As Jim points out, it reduces risk because:
Breaking work down and delivering it incrementally reduces delivery costs and risks
Continuous delivery takes care of the critical "last mile" of production
Change becomes routine
Change becomes cheap, because teams can afford to make smaller bets, iterate, and learn
Change becomes fast. Teams can quickly push fixes to respond to failures or security threats.
To ensure continuous delivery is secure without getting in the way of the delivery team, Jim outlines a few key points:
Understand the team's workflow and tool-chain - work the way they work
Address real risks and threats - problems that everyone agrees are important and relevant
Take an incremental, iterative approach
Provide useful, quick, and continuous feedback to the team and to management
Minimize friction and delays
Look for controls and checks that are easy and cheap to implement
With the case made, Jim provides five quick wins for continuous delivery.
Why? Because you often make changes, it is easier to make mistakes. You need simple, fast checks that find them before the bad guys. This makes auditors happy, because they can see that policies are being enforced.
How? Add tests/assets for common mistakes to the end of the automated build/deploy pipeline in test and production. This includes: default/missing credentials; SSL and HTTPS settings; known critical vulnerabilities; file and user permission, and open ports.
Tools and frameworks available include:
Netflix Security Monkey, Conformity Monkey
Gauntit
OWASP ZAP Baseline Scan
OSQuery
InSpec
Cloud services like AWS Inspector
Why? Teams are making decisions quickly, so you want them to do this safely and look for potential new risks upfront before coding starts. You get security/compliance stories into the backlog so they can be planned for, and so you can find the right tools, libraries, and frameworks. It also makes the risks visible to the teams and management.

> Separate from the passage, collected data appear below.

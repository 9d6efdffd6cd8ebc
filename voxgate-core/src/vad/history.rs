//! Rolling amplitude history used for live level readout and recalibration.

use crate::buffering::ring::FixedRing;

/// Default number of amplitude samples retained.
pub const DEFAULT_HISTORY_CAPACITY: usize = 100;

/// Bounded FIFO of recent amplitude samples; oldest evicted on overflow.
#[derive(Debug, Clone)]
pub struct RollingHistory {
    samples: FixedRing<f64>,
}

impl RollingHistory {
    pub fn new(capacity: usize) -> Self {
        Self {
            samples: FixedRing::new(capacity),
        }
    }

    pub fn push(&mut self, amplitude: f64) {
        self.samples.push(amplitude);
    }

    pub(crate) fn len(&self) -> usize {
        self.samples.len()
    }

    /// `p`-th percentile (0–100) with linear interpolation between the
    /// closest ranks. `None` when empty.
    pub fn percentile(&self, p: f64) -> Option<f64> {
        let values: Vec<f64> = self.samples.iter().copied().collect();
        percentile(&values, p)
    }
}

/// Percentile of `values` with linear interpolation between closest ranks.
pub fn percentile(values: &[f64], p: f64) -> Option<f64> {
    if values.is_empty() {
        return None;
    }
    let mut sorted = values.to_vec();
    sorted.sort_by(f64::total_cmp);

    let p = if p.is_nan() { 50.0 } else { p.clamp(0.0, 100.0) };
    let rank = p / 100.0 * (sorted.len() - 1) as f64;
    let lo = rank.floor() as usize;
    let hi = rank.ceil() as usize;
    let frac = rank - lo as f64;
    Some(sorted[lo] + (sorted[hi] - sorted[lo]) * frac)
}

/// Arithmetic mean, `None` when empty.
pub fn mean(values: &[f64]) -> Option<f64> {
    if values.is_empty() {
        return None;
    }
    Some(values.iter().sum::<f64>() / values.len() as f64)
}
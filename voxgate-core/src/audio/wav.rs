//! WAV file source.
//!
//! Decodes the whole file on `open`, down-mixes to mono, converts to the
//! requested rate and serves fixed-size blocks. The last partial block is
//! zero-padded. With pacing enabled blocks are released no faster than real
//! time, which makes a file behave like a microphone.

use std::collections::VecDeque;
use std::path::{Path, PathBuf};
use std::time::{Duration, Instant};

use tracing::info;

use super::{
    downmix_into, resample::RateConverter, AudioSource, AudioStream, BlockAssembler, BlockRead,
    StreamSpec,
};
use crate::buffering::block::samples_to_duration;
use crate::error::{Result, VoxError};

/// A WAV file opened as an [`AudioSource`].
#[derive(Debug, Clone)]
pub struct WavSource {
    path: PathBuf,
    paced: bool,
}

impl WavSource {
    pub fn new(path: impl Into<PathBuf>) -> Self {
        Self {
            path: path.into(),
            paced: false,
        }
    }

    /// Release blocks at real-time cadence.
    pub fn paced(mut self, paced: bool) -> Self {
        self.paced = paced;
        self
    }

    pub fn path(&self) -> &Path {
        &self.path
    }
}

impl AudioSource for WavSource {
    fn open(&mut self, spec: &StreamSpec) -> Result<Box<dyn AudioStream>> {
        let blocks = decode_blocks(&self.path, spec)?;
        info!(
            path = %self.path.display(),
            blocks = blocks.len(),
            paced = self.paced,
            "wav source opened"
        );
        Ok(Box::new(WavStream {
            blocks,
            block_duration: samples_to_duration(spec.block_size, spec.sample_rate),
            paced: self.paced,
            started: None,
            served: 0,
        }))
    }

    fn describe(&self) -> String {
        format!("wav file {}", self.path.display())
    }
}

fn decode_blocks(path: &Path, spec: &StreamSpec) -> Result<VecDeque<Vec<i16>>> {
    let mut reader = hound::WavReader::open(path)?;
    let wav = reader.spec();
    let channels = usize::from(wav.channels.max(1));
    let mut assembler = BlockAssembler::new(spec.block_size);

    let native = wav.sample_format == hound::SampleFormat::Int && wav.bits_per_sample == 16;
    if native && channels == 1 && wav.sample_rate == spec.sample_rate {
        let samples = reader.samples::<i16>().collect::<std::result::Result<Vec<_>, _>>()?;
        assembler.push_i16(&samples);
    } else {
        let interleaved: Vec<f32> = match wav.sample_format {
            hound::SampleFormat::Float => reader
                .samples::<f32>()
                .collect::<std::result::Result<Vec<_>, _>>()?,
            hound::SampleFormat::Int => {
                let full_scale = int_full_scale(wav.bits_per_sample)?;
                reader
                    .samples::<i32>()
                    .map(|s| s.map(|v| v as f32 / full_scale))
                    .collect::<std::result::Result<Vec<_>, _>>()?
            }
        };

        let mut mono = Vec::with_capacity(interleaved.len() / channels);
        downmix_into(&interleaved, channels, &mut mono, |s| s);

        let chunk = (wav.sample_rate as usize / 50).max(64);
        let mut converter = RateConverter::new(wav.sample_rate, spec.sample_rate, chunk)
            .map_err(|e| VoxError::AudioStream(format!("wav resample: {e}")))?;
        let mut converted = Vec::with_capacity(mono.len());
        converter.process_into(&mono, &mut converted);
        converter.finish_into(&mut converted);
        assembler.push_f32(&converted);
    }

    let mut blocks = VecDeque::new();
    while let Some(block) = assembler.pop() {
        blocks.push_back(block);
    }
    if let Some(tail) = assembler.flush_padded() {
        blocks.push_back(tail);
    }
    Ok(blocks)
}

/// Largest positive value of a signed integer sample of `bits` width.
fn int_full_scale(bits: u16) -> Result<f32> {
    if !(2..=32).contains(&bits) {
        return Err(VoxError::AudioStream(format!(
            "unsupported wav bit depth {bits}"
        )));
    }
    Ok(((1_i64 << (bits - 1)) - 1) as f32)
}

struct WavStream {
    blocks: VecDeque<Vec<i16>>,
    block_duration: Duration,
    paced: bool,
    started: Option<Instant>,
    served: u32,
}

impl AudioStream for WavStream {
    fn read_block(&mut self, timeout: Duration) -> Result<BlockRead> {
        if self.blocks.is_empty() {
            return Ok(BlockRead::EndOfStream);
        }

        if self.paced {
            let started = *self.started.get_or_insert_with(Instant::now);
            let due = self.block_duration * self.served;
            let elapsed = started.elapsed();
            if due > elapsed {
                let wait = due - elapsed;
                if wait > timeout {
                    std::thread::sleep(timeout);
                    return Ok(BlockRead::Timeout);
                }
                std::thread::sleep(wait);
            }
        }

        match self.blocks.pop_front() {
            Some(block) => {
                self.served = self.served.saturating_add(1);
                Ok(BlockRead::Block(block))
            }
            None => Ok(BlockRead::EndOfStream),
        }
    }
}

#[cfg(test)]
mod tests {
    use super::*;

    fn temp_wav<S>(name: &str, spec: hound::WavSpec, samples: &[S]) -> PathBuf
    where
        S: hound::Sample + Copy,
    {
        let path = std::env::temp_dir().join(format!(
            "voxgate-wav-{}-{}.wav",
            name,
            std::process::id()
        ));
        let mut writer = hound::WavWriter::create(&path, spec).expect("create wav");
        for s in samples {
            writer.write_sample(*s).expect("write sample");
        }
        writer.finalize().expect("finalize wav");
        path
    }

    fn stream_spec() -> StreamSpec {
        StreamSpec {
            sample_rate: 16_000,
            channels: 1,
            block_size: 400,
        }
    }

    fn drain(stream: &mut dyn AudioStream) -> Vec<Vec<i16>> {
        let mut out = Vec::new();
        loop {
            match stream.read_block(Duration::from_millis(10)).expect("read") {
                BlockRead::Block(b) => out.push(b),
                BlockRead::Timeout => continue,
                BlockRead::EndOfStream => return out,
            }
        }
    }

    #[test]
    fn mono_16k_file_is_served_bit_exact() {
        let samples: Vec<i16> = (0..1000).map(|i| (i % 200) as i16 - 100).collect();
        let path = temp_wav(
            "exact",
            hound::WavSpec {
                channels: 1,
                sample_rate: 16_000,
                bits_per_sample: 16,
                sample_format: hound::SampleFormat::Int,
            },
            &samples,
        );

        let mut source = WavSource::new(&path);
        let mut stream = source.open(&stream_spec()).expect("open wav");
        let blocks = drain(stream.as_mut());
        let _ = std::fs::remove_file(&path);

        assert_eq!(blocks.len(), 3);
        assert!(blocks.iter().all(|b| b.len() == 400));
        assert_eq!(&blocks[0][..], &samples[..400]);
        assert_eq!(&blocks[2][..200], &samples[800..]);
        assert!(blocks[2][200..].iter().all(|s| *s == 0));
    }

    #[test]
    fn stereo_file_is_downmixed() {
        // Left 1000, right -1000 → mono 0.
        let frames: Vec<i16> = (0..800).flat_map(|_| [1000i16, -1000]).collect();
        let path = temp_wav(
            "stereo",
            hound::WavSpec {
                channels: 2,
                sample_rate: 16_000,
                bits_per_sample: 16,
                sample_format: hound::SampleFormat::Int,
            },
            &frames,
        );

        let mut source = WavSource::new(&path);
        let mut stream = source.open(&stream_spec()).expect("open wav");
        let blocks = drain(stream.as_mut());
        let _ = std::fs::remove_file(&path);

        assert_eq!(blocks.len(), 2);
        assert!(blocks.iter().flatten().all(|s| *s == 0));
    }

    #[test]
    fn eight_bit_file_keeps_its_level() {
        let path = temp_wav(
            "pcm8",
            hound::WavSpec {
                channels: 1,
                sample_rate: 16_000,
                bits_per_sample: 8,
                sample_format: hound::SampleFormat::Int,
            },
            &[100i8; 800],
        );

        let mut source = WavSource::new(&path);
        let mut stream = source.open(&stream_spec()).expect("open wav");
        let blocks = drain(stream.as_mut());
        let _ = std::fs::remove_file(&path);

        assert_eq!(blocks.len(), 2);
        // 100 / 127 of full scale.
        assert!(blocks.iter().flatten().all(|s| (*s - 25_800).abs() <= 1));
        let level = crate::vad::amplitude::amplitude(&blocks[0]);
        assert!((level - 787.4).abs() < 0.5, "level {level}");
    }

    #[test]
    fn resampled_file_keeps_its_full_length() {
        let path = temp_wav(
            "8k",
            hound::WavSpec {
                channels: 1,
                sample_rate: 8_000,
                bits_per_sample: 16,
                sample_format: hound::SampleFormat::Int,
            },
            &[8_000i16; 1_000],
        );

        let mut source = WavSource::new(&path);
        let mut stream = source.open(&stream_spec()).expect("open wav");
        let blocks = drain(stream.as_mut());
        let _ = std::fs::remove_file(&path);

        // 1000 samples at 8 kHz become 2000 at 16 kHz: exactly five blocks.
        assert_eq!(blocks.len(), 5);
        assert!(blocks[4][..300].iter().all(|s| (*s - 8_000).abs() < 20));
    }

    #[test]
    fn missing_file_is_an_error() {
        let mut source = WavSource::new("/definitely/not/here.wav");
        assert!(source.open(&stream_spec()).is_err());
    }
}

How? Check out Mozilla's Rapid Risk Assessment. It's a good example.
Why? These prove vulnerabilities are being fixed correctly. They teach developers how to "step off the happy path" in their testing, and it will catch/prevent regressions. Normal tests prove it works, not that it might not work, and developers need to write happy tests, sad tests, and bad tests.
How? As you find vulnerabilities, write a test first, so you can prove it exists. Then, have developers fix it and then run the test again. They can use tools such as JUnit, NUnit, and Jasmine.
Why? Third-party code injects risk and security vulnerabilities and technical debt: known security vulnerabilities; abandoned and out-of-date code; and license risks. It is relatively easy, there is some lifting at the front, but once you do it, you have a nice control set going forward.
How? Get a tool to automatically catalog dependencies and check against vulnerability databases. Integrate it into the continuous delivery pipeline, and fail builds on serious problems.
Tools include:
Retire JS
Anchore Engine
Licensed
GitHub Security Alerts
Why? Automated static analysis scanners can catch common coding mistakes and bad practices. This is the only way to cover large code bases, and it backstops code reviews, because reviewers won't waste time on superficial and subtle coding problems. It fits naturally into workflows, and results can be directly fed back to developers.
How? Focus on high-risks and high-fidelity rules. Accuracy and speed are more important than completeness in continuous integration/continuous delivery.
Tools include:
Java - SpotBugs + FindSecurityBugs plugin + FBContrib plugin
.NET - Puma Scan, Roslyn Security Guard, and Microsoft's DevSkim
SonarLint IDE plugin for various languages
Ruby on Rails - Brakeman
Docker - Hadolint
Git Pre-commit checks to catch secrets, etc. on check in: Talisman, Yelp's pre-commit, git-secrets
Git tools to scan reports for secrets: TruffleHog, git-all-secrets
While Jim's quick wins reduce risks and get the ball rolling, he emphasizes that "deep, real change to culture and how people work takes a l-o-n-g time, patience, and reinforcement."